• TO DO: Copy nothing from the entries below except the lines from the one containing "filename src/classify.rs" through the one containing "deterministic, no side", and copy those exactly.

[Collected data entries]
□ □ □ □
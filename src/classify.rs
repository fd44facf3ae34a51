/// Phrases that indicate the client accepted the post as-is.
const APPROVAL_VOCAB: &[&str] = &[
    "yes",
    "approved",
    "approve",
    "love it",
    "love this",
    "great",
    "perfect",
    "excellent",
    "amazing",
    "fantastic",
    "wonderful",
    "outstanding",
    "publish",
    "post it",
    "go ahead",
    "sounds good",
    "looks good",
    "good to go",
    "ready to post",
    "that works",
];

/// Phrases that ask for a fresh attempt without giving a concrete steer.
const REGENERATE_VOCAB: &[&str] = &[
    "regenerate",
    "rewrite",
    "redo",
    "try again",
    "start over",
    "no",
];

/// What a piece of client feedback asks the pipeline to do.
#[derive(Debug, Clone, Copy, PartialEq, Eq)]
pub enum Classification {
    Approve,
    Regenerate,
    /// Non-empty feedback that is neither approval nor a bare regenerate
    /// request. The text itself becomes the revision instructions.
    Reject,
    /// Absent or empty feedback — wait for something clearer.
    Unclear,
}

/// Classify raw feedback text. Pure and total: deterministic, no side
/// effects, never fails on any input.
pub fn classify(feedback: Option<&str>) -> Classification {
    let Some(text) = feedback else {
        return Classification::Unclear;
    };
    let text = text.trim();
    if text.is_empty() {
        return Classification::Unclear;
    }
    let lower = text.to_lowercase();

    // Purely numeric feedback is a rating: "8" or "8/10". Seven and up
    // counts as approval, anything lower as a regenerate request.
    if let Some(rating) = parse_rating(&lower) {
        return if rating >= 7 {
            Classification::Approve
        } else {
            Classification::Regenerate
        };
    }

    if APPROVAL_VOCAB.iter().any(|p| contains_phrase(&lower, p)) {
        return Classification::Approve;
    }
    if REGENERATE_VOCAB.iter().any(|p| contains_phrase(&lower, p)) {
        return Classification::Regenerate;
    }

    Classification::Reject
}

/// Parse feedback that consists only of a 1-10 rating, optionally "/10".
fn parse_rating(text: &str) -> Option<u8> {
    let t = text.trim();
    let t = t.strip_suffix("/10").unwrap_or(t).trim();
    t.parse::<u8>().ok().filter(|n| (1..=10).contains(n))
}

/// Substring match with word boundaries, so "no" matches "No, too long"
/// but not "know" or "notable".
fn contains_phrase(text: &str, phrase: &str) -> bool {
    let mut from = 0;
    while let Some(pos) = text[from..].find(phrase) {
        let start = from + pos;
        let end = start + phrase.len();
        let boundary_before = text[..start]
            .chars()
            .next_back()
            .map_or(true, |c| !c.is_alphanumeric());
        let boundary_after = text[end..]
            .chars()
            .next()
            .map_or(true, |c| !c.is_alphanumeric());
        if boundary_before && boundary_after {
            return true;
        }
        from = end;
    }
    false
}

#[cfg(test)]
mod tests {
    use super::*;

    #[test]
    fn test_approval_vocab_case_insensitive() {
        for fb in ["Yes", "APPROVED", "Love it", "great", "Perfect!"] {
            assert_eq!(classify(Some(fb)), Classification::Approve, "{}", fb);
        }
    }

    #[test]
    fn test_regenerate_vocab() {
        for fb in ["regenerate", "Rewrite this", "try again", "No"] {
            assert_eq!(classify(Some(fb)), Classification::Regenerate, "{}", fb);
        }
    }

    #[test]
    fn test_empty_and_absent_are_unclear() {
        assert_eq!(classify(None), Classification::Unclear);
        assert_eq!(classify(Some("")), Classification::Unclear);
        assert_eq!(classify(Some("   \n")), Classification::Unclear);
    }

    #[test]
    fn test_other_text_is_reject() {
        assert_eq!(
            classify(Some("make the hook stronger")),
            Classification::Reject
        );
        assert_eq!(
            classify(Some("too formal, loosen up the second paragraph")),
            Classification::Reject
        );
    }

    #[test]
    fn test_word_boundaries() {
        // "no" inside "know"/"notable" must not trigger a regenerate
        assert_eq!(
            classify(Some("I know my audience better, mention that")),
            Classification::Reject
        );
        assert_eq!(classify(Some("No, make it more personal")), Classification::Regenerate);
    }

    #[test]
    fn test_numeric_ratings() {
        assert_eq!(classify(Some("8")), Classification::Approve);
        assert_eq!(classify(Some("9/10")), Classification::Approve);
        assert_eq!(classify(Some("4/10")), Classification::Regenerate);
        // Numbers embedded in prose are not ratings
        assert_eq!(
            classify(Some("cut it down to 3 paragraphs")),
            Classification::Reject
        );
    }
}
□ □ □ □
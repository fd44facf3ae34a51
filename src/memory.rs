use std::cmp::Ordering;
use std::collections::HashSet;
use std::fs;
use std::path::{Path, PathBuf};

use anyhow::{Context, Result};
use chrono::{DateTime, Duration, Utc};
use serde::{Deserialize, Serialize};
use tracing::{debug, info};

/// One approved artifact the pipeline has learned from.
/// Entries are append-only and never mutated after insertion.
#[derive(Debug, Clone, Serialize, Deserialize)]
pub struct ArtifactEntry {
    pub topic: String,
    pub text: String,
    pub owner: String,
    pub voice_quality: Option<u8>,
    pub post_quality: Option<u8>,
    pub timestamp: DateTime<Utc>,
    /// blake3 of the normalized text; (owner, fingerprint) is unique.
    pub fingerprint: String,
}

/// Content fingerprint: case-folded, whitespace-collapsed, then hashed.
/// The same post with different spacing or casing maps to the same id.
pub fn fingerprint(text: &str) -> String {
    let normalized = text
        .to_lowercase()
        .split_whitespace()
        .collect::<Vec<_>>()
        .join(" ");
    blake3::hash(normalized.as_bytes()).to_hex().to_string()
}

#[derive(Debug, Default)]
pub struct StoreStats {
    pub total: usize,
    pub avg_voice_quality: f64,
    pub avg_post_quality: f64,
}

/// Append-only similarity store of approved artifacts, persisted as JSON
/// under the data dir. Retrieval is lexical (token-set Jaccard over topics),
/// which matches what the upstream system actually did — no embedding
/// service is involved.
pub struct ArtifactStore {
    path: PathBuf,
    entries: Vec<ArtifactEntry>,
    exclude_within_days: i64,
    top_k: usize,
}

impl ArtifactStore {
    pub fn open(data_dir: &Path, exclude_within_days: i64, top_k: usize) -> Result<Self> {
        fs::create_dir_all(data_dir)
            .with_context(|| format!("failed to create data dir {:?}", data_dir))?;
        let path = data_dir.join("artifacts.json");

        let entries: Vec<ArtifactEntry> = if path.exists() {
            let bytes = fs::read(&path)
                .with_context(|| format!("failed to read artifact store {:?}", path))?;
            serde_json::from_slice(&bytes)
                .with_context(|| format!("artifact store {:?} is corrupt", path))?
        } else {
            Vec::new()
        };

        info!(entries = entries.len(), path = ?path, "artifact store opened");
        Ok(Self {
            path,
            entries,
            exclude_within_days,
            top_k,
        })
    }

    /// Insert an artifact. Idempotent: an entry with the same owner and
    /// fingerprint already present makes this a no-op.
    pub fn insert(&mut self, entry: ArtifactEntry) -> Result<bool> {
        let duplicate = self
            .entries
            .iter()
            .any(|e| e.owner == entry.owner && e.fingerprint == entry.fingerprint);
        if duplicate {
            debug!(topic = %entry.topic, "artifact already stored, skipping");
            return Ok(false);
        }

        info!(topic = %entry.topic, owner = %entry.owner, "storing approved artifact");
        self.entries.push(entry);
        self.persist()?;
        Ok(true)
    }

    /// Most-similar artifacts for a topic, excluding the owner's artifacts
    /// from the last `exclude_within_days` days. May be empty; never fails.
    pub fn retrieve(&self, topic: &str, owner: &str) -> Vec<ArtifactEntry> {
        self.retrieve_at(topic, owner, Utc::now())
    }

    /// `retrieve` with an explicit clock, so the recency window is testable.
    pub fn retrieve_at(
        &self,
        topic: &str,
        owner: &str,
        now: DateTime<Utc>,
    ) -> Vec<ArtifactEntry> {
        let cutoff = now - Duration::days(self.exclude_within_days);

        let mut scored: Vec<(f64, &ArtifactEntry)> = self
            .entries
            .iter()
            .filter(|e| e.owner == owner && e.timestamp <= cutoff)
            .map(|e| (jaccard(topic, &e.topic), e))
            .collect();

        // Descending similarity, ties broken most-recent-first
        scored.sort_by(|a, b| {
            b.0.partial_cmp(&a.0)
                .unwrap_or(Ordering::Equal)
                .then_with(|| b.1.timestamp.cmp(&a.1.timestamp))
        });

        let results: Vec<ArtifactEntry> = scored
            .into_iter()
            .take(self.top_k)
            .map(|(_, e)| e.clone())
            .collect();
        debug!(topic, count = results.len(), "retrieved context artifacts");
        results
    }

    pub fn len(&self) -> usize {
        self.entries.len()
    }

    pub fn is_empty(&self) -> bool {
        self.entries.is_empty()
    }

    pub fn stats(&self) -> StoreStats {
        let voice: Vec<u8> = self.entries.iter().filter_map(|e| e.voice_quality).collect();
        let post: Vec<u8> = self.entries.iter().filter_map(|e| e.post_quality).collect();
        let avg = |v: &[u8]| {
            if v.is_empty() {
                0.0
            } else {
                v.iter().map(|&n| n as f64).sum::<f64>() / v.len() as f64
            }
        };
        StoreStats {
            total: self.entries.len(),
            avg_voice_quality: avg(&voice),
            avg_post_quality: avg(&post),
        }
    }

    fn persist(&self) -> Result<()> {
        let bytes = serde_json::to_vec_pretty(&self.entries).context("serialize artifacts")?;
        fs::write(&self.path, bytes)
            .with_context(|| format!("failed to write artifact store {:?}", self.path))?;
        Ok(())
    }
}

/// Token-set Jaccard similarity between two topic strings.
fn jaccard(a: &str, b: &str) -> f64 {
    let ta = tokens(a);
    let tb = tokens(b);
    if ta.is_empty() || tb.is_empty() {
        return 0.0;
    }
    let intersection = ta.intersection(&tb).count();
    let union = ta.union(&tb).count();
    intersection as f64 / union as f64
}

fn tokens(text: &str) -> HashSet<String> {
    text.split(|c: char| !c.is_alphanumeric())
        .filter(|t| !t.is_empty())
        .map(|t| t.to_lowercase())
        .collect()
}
□ □ □ □
• RESPONSE TO THE TASK:
filename src/classify.rs
repository fd44facf3ae34a51
/// Phrases that indicate the client accepted the post as-is.
const APPROVAL_VOCAB: &[&str] = &[
    "yes",
    "approved",
    "approve",
    "love it",
    "love this",
    "great",
    "perfect",
    "excellent",
    "amazing",
    "fantastic",
    "wonderful",
    "outstanding",
    "publish",
    "post it",
    "go ahead",
    "sounds good",
    "looks good",
    "good to go",
    "ready to post",
    "that works",
];

/// Phrases that ask for a fresh attempt without giving a concrete steer.
const REGENERATE_VOCAB: &[&str] = &[
    "regenerate",
    "rewrite",
    "redo",
    "try again",
    "start over",
    "no",
];

/// What a piece of client feedback asks the pipeline to do.
#[derive(Debug, Clone, Copy, PartialEq, Eq)]
pub enum Classification {
    Approve,
    Regenerate,
    /// Non-empty feedback that is neither approval nor a bare regenerate
    /// request. The text itself becomes the revision instructions.
    Reject,
    /// Absent or empty feedback — wait for something clearer.
    Unclear,
}

/// Classify raw feedback text. Pure and total: deterministic, no side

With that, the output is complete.